## Task to carry out
Everything in the listing below needs to be retyped exactly.

::::::::

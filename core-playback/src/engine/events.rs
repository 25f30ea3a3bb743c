//! Everything that can wake the engine loop.
//!
//! Resource callbacks, timer firings, host signals and commands all funnel
//! into one unbounded queue as [`EngineEvent`]s, so the engine mutates its
//! state from exactly one place.

use crate::engine::state::PlayerSnapshot;
use crate::listeners::InstanceId;
use crate::models::{RepeatMode, Track, TrackId, TrackRange};
use bridge_traits::{LifecycleState, ResourceEvent};
use core_async::sync::{mpsc, oneshot};
use std::time::Duration;

pub(crate) type EventSender = mpsc::UnboundedSender<EngineEvent>;

#[derive(Debug)]
pub enum EngineEvent {
    /// Event from the resource bound under `instance`.
    Resource {
        instance: InstanceId,
        event: ResourceEvent,
    },
    Timer(TimerKind),
    Command(Command),
    Connectivity { online: bool },
    Lifecycle(LifecycleState),
    TitleResolved { track_id: TrackId, title: String },
}

/// What to do when a recovery delay elapses.
#[derive(Debug, Clone, Copy, PartialEq, Eq)]
pub enum RecoveryAction {
    /// Reload the active resource and resume from the last position.
    Reload,
    /// Request playback again without reloading.
    RetryPlay,
    /// Move on to the next eligible track.
    Skip,
}

#[derive(Debug, Clone, Copy, PartialEq, Eq)]
pub enum TimerKind {
    Stall(InstanceId),
    EndFallback(InstanceId),
    Recovery(InstanceId, RecoveryAction),
    SleepTimer,
    Persist,
}

/// User-level commands, as sent by [`EngineHandle`](crate::EngineHandle)
/// and the media session.
#[derive(Debug)]
pub enum Command {
    PlayTrack {
        track_id: TrackId,
        queue: Option<Vec<Track>>,
        index: Option<usize>,
    },
    Next,
    Previous,
    Play,
    Pause,
    TogglePlay,
    Seek(f64),
    SetVolume(f32),
    ToggleMute,
    ToggleShuffle,
    SetShuffle(bool),
    CycleRepeat,
    SetRepeat(RepeatMode),
    SetRange(Option<TrackRange>),
    SetSleepTimer(Option<Duration>),
    Snapshot(oneshot::Sender<PlayerSnapshot>),
    Shutdown(oneshot::Sender<()>),
}

/// Closure for a `TimerSlot` that posts `kind` back into the queue.
pub(crate) fn post_timer(tx: &EventSender, kind: TimerKind) -> impl FnOnce() + Send + 'static {
    let tx = tx.clone();
    move || {
        let _ = tx.send(EngineEvent::Timer(kind));
    }
}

::::::::

## Response area
filename core-playback/src/engine/events.rs
repository 25f30ea3a3bb743c
//! Everything that can wake the engine loop.
//!
//! Resource callbacks, timer firings, host signals and commands all funnel
//! into one unbounded queue as [`EngineEvent`]s, so the engine mutates its
//! state from exactly one place.

use crate::engine::state::PlayerSnapshot;
use crate::listeners::InstanceId;
use crate::models::{RepeatMode, Track, TrackId, TrackRange};
use bridge_traits::{LifecycleState, ResourceEvent};
use core_async::sync::{mpsc, oneshot};
use std::time::Duration;

pub(crate) type EventSender = mpsc::UnboundedSender<EngineEvent>;

#[derive(Debug)]
pub enum EngineEvent {
    /// Event from the resource bound under `instance`.
    Resource {
        instance: InstanceId,
        event: ResourceEvent,
    },
    Timer(TimerKind),
    Command(Command),
    Connectivity { online: bool },
    Lifecycle(LifecycleState),
    TitleResolved { track_id: TrackId, title: String },
}

/// What to do when a recovery delay elapses.
#[derive(Debug, Clone, Copy, PartialEq, Eq)]
pub enum RecoveryAction {
    /// Reload the active resource and resume from the last position.
    Reload,
    /// Request playback again without reloading.
    RetryPlay,
    /// Move on to the next eligible track.
    Skip,
}

#[derive(Debug, Clone, Copy, PartialEq, Eq)]
pub enum TimerKind {
    Stall(InstanceId),
    EndFallback(InstanceId),
    Recovery(InstanceId, RecoveryAction),
    SleepTimer,
    Persist,
}

/// User-level commands, as sent by [`EngineHandle`](crate::EngineHandle)
/// and the media session.
#[derive(Debug)]
pub enum Command {
    PlayTrack {
        track_id: TrackId,
        queue: Option<Vec<Track>>,
        index: Option<usize>,
    },
    Next,
    Previous,
    Play,
    Pause,
    TogglePlay,
    Seek(f64),
    SetVolume(f32),
    ToggleMute,
    ToggleShuffle,
    SetShuffle(bool),
    CycleRepeat,
    SetRepeat(RepeatMode),
    SetRange(Option<TrackRange>),
    SetSleepTimer(Option<Duration>),
    Snapshot(oneshot::Sender<PlayerSnapshot>),
    Shutdown(oneshot::Sender<()>),
}

/// Closure for a `TimerSlot` that posts `kind` back into the queue.
pub(crate) fn post_timer(tx: &EventSender, kind: TimerKind) -> impl FnOnce() + Send + 'static {
    let tx = tx.clone();
    move || {
        let _ = tx.send(EngineEvent::Timer(kind));
    }
}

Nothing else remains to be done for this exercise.